--- Prompt ---
How many lines in the entries below contain "CommentLifecycle"? Answer with the number only.

--- Entries provided ---
------------
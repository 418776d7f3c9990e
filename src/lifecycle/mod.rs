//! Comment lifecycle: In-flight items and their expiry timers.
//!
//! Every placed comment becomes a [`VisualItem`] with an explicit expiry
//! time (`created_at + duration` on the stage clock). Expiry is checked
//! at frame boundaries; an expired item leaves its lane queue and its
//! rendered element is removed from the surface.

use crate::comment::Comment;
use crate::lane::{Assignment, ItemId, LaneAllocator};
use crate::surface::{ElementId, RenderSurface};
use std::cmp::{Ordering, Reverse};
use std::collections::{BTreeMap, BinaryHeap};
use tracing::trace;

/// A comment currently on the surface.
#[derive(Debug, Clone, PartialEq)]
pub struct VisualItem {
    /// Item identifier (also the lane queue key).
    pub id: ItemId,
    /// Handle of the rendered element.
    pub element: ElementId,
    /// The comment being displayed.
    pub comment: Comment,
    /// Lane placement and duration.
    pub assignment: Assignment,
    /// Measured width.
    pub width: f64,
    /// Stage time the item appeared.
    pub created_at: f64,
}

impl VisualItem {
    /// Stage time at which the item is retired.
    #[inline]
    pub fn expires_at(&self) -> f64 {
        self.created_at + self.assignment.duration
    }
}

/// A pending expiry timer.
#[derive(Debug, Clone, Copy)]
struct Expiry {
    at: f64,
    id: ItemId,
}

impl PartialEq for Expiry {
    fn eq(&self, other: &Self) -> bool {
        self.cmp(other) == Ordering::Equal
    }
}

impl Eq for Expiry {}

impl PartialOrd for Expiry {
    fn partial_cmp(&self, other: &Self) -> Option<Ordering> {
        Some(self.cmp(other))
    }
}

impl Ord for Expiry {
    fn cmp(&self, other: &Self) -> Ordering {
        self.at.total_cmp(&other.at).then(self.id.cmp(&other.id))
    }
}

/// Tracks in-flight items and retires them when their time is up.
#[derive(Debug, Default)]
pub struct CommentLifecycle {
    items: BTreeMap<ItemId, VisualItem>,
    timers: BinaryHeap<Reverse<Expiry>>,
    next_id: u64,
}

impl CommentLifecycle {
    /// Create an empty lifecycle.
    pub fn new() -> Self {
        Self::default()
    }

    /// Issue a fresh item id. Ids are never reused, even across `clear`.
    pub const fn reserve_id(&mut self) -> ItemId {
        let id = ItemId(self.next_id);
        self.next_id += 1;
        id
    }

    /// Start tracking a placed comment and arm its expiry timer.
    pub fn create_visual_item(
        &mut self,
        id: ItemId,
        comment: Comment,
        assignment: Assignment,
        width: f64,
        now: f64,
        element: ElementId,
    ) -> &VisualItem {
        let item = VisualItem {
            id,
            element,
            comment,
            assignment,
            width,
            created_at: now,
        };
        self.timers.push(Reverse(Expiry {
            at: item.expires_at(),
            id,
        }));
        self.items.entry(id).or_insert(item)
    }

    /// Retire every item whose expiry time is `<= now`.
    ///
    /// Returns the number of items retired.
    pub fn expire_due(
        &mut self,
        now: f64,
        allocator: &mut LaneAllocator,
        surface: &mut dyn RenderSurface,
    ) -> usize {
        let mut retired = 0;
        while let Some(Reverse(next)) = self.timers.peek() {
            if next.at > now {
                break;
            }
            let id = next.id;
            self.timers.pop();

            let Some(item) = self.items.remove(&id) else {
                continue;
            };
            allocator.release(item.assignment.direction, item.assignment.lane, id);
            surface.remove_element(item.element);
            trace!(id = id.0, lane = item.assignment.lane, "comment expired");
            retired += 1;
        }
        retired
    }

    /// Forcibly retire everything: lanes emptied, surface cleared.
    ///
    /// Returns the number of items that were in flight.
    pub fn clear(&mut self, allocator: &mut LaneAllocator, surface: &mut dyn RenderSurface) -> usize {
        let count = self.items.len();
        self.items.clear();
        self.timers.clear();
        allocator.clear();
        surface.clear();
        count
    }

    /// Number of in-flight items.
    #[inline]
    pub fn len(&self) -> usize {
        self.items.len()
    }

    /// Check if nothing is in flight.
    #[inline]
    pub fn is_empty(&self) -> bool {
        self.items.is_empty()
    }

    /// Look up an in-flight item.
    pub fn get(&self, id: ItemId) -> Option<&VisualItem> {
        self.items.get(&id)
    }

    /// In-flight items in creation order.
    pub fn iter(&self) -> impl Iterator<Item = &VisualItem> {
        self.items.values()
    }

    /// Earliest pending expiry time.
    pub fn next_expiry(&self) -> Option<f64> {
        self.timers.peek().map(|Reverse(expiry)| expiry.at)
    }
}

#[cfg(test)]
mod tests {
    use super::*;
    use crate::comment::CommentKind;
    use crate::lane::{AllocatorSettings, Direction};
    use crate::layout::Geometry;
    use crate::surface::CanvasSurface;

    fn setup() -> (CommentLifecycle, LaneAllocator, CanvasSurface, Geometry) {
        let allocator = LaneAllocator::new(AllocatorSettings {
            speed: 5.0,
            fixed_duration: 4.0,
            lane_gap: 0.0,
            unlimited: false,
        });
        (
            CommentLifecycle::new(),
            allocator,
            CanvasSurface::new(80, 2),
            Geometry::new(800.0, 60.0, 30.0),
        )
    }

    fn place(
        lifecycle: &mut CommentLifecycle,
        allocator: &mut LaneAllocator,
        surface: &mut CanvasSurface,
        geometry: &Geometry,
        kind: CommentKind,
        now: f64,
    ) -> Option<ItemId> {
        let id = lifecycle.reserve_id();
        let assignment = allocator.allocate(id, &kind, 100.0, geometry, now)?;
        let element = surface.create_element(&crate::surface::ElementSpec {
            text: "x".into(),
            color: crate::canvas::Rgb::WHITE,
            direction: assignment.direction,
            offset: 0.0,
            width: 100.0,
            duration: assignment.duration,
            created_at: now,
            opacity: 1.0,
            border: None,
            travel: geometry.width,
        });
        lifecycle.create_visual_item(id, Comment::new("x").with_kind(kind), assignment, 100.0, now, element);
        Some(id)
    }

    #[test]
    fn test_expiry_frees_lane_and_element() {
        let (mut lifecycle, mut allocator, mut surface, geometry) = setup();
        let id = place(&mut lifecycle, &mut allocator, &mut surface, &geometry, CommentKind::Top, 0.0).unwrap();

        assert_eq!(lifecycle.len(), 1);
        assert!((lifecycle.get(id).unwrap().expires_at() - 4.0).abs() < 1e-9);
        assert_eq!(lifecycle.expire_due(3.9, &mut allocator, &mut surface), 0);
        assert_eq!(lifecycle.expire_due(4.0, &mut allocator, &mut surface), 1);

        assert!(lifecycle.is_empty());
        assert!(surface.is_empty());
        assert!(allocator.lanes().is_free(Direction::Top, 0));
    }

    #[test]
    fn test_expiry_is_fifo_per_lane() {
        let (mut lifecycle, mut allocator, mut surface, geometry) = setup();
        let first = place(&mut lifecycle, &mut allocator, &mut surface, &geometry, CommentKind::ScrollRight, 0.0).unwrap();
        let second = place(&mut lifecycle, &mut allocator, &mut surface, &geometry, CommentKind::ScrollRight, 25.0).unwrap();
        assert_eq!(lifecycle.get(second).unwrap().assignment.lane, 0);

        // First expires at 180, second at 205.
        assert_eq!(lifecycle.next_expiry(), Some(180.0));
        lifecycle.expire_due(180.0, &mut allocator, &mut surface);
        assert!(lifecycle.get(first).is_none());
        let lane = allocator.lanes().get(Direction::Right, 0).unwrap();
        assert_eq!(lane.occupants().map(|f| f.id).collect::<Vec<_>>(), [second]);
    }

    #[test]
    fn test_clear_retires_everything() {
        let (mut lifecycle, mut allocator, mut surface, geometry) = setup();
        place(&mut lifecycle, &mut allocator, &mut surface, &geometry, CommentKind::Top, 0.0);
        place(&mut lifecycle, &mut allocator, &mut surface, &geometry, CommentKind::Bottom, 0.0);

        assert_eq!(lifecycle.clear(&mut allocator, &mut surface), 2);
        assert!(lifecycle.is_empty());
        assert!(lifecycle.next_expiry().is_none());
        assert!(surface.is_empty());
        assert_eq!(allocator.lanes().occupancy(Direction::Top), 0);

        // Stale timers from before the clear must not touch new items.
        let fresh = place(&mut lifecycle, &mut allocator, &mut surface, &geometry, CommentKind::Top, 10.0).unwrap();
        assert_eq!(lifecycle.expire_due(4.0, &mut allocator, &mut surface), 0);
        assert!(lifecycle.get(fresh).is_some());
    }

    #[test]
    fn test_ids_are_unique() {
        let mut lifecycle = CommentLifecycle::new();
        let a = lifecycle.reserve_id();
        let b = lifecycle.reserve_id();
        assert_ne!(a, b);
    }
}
------------
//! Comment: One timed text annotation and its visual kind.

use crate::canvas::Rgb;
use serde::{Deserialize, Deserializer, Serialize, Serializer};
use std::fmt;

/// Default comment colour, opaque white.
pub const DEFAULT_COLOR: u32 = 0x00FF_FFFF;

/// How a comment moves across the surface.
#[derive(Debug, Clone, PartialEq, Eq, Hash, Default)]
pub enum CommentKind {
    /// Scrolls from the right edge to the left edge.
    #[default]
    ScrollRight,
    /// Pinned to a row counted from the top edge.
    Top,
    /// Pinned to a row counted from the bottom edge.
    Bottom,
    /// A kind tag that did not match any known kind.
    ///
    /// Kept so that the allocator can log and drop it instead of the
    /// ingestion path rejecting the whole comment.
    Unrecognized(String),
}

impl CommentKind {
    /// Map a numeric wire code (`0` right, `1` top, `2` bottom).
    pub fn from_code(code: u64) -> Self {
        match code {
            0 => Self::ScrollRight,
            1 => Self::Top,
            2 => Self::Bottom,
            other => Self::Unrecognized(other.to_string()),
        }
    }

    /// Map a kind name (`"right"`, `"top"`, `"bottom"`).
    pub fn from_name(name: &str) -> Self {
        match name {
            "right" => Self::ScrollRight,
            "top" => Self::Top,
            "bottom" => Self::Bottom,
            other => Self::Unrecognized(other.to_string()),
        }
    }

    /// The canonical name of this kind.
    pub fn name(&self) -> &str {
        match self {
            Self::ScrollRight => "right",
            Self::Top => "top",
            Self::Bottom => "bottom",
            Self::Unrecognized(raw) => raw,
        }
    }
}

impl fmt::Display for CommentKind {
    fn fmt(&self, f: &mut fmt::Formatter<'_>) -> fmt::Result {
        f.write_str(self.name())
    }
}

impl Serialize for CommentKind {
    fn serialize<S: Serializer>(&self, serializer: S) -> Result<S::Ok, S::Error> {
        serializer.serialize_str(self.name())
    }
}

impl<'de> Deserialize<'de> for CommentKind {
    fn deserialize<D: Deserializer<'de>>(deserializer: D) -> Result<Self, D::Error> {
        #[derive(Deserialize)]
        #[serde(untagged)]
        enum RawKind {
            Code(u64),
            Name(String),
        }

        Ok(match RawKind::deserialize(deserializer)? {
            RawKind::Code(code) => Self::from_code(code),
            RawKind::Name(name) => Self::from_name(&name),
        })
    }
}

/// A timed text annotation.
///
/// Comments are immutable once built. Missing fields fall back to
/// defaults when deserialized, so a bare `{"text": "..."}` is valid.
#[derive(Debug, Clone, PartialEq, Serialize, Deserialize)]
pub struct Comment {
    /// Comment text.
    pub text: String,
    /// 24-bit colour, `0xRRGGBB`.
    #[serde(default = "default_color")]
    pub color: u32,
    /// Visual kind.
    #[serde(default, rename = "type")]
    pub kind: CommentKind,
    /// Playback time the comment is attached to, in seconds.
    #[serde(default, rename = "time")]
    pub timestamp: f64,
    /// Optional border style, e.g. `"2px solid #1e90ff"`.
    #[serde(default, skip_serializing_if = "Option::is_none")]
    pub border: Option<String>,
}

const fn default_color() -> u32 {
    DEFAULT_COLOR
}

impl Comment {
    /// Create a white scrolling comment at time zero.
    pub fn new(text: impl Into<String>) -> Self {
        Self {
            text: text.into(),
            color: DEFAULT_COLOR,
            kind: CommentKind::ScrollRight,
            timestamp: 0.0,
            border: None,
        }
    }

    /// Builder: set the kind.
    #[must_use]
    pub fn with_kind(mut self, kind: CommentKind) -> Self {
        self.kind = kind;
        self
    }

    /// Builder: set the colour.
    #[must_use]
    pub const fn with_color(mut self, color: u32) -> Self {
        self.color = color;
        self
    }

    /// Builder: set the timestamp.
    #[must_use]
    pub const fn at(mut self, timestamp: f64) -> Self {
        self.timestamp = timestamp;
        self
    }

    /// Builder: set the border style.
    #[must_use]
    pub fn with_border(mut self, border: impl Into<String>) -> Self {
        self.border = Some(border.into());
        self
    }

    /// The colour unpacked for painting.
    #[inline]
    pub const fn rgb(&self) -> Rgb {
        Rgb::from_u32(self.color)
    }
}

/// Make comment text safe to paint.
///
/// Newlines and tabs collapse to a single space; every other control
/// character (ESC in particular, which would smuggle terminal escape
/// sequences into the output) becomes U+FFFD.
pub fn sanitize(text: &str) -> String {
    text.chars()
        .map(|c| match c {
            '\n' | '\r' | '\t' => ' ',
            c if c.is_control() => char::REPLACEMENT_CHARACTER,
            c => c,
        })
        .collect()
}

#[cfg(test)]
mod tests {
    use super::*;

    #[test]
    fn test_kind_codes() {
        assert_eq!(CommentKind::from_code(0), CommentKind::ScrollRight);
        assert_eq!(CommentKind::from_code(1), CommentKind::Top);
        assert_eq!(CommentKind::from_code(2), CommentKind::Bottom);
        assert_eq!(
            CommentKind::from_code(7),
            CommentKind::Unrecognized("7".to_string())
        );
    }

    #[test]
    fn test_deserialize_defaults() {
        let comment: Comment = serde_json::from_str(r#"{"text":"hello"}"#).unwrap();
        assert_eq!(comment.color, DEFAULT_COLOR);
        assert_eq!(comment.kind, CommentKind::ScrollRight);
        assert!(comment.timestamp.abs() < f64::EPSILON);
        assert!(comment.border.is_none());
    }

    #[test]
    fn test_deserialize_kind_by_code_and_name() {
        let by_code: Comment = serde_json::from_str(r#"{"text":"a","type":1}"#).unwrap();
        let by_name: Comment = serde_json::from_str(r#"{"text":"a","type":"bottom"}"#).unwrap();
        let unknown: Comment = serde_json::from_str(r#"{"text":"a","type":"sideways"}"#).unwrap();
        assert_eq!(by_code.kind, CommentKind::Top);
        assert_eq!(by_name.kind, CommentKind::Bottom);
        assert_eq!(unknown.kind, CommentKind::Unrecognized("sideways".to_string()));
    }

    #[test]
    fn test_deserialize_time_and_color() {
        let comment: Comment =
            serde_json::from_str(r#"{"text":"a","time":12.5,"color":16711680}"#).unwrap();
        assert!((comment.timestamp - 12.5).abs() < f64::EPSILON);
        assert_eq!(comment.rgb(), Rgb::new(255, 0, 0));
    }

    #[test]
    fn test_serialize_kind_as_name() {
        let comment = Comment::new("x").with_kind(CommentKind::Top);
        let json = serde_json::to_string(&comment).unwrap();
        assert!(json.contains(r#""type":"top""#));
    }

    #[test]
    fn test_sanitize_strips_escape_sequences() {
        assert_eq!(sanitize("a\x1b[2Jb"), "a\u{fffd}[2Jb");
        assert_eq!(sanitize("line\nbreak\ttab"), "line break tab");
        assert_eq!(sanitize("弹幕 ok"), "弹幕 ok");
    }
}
------------
--- Exercise output ---
6